### TASK PROMPT
If a line in the entries below includes the string "ObligationStatus", copy it out.

### PROVIDED ENTRIES
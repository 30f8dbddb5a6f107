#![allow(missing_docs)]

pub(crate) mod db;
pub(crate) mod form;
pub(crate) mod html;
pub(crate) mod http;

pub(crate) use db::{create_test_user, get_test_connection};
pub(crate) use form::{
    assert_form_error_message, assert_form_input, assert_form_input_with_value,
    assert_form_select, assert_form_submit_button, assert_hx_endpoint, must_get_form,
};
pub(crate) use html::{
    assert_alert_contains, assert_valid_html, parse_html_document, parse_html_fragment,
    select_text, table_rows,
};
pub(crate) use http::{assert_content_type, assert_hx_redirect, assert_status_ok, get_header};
==
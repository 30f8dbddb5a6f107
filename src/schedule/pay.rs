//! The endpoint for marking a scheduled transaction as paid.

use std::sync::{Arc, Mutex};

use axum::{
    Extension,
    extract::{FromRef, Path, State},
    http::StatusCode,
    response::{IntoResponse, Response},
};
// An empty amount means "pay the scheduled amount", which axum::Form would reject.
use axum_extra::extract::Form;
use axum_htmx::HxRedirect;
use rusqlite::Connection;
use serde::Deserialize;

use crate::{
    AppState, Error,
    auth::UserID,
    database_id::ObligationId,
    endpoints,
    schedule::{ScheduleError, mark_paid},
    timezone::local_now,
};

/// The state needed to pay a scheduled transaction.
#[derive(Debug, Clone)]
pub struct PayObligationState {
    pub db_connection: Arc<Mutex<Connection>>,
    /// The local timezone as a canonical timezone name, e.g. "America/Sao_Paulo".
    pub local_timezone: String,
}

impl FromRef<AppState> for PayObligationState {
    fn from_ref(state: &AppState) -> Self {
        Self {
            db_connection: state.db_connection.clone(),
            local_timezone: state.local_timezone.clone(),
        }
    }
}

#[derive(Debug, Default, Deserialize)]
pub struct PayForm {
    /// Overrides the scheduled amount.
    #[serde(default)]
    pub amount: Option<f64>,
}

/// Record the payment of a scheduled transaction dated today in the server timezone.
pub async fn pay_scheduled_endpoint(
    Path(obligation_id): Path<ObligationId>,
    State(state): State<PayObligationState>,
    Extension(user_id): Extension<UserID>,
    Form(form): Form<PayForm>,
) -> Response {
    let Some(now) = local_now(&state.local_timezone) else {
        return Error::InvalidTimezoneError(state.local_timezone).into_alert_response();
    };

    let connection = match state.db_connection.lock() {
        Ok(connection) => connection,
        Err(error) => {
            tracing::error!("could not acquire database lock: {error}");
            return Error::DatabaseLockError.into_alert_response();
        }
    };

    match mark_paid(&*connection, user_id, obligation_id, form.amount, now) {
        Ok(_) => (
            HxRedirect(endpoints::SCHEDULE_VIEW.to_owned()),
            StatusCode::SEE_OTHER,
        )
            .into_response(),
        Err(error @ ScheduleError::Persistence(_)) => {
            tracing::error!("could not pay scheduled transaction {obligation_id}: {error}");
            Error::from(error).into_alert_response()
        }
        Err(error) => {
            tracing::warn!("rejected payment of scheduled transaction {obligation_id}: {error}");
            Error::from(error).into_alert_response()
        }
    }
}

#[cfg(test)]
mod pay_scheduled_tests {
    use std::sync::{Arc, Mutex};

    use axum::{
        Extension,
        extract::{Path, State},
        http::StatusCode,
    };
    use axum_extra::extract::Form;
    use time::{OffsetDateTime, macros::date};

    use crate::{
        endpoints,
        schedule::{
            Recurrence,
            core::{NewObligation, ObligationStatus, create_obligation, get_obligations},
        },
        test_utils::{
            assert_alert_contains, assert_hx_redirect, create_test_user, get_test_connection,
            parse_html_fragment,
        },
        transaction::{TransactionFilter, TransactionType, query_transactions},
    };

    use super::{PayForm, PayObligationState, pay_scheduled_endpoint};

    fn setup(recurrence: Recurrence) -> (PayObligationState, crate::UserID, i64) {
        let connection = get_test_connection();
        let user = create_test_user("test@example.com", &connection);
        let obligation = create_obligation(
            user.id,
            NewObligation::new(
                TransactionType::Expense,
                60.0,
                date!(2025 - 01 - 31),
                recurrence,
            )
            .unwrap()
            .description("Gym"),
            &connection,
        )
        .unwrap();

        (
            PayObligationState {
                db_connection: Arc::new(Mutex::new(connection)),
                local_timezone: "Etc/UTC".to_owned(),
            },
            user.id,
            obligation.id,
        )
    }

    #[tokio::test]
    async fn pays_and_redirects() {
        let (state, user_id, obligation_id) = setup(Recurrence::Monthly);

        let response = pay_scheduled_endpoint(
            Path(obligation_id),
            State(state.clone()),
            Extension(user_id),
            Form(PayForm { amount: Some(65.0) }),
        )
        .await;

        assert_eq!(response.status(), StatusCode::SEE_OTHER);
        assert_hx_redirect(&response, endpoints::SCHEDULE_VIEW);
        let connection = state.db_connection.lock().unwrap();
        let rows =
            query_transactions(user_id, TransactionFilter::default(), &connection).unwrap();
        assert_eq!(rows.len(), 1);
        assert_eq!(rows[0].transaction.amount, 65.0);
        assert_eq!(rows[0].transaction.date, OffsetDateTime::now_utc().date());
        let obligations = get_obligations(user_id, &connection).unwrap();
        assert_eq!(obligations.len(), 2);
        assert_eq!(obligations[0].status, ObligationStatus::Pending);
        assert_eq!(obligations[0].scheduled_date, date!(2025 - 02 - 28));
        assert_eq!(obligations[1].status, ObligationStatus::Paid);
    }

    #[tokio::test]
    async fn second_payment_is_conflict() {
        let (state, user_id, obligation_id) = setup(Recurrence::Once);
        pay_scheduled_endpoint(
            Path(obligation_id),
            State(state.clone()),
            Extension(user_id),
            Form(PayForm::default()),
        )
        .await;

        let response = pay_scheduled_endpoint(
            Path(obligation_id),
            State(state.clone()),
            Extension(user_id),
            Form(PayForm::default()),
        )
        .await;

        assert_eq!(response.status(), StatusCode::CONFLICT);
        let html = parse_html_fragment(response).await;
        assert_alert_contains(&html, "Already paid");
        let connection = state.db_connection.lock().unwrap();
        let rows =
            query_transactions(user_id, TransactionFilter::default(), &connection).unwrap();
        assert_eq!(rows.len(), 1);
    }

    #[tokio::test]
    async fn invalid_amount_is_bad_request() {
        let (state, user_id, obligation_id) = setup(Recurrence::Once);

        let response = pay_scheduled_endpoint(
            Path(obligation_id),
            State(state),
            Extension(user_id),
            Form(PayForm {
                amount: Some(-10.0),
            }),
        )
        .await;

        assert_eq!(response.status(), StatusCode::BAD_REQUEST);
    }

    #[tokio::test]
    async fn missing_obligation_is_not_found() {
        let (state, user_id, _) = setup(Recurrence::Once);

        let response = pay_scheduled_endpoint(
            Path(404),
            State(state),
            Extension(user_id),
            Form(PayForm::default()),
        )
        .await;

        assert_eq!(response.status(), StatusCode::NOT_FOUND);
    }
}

### EXERCISE ANSWER
            core::{NewObligation, ObligationStatus, create_obligation, get_obligations},
        assert_eq!(obligations[0].status, ObligationStatus::Pending);
        assert_eq!(obligations[1].status, ObligationStatus::Paid);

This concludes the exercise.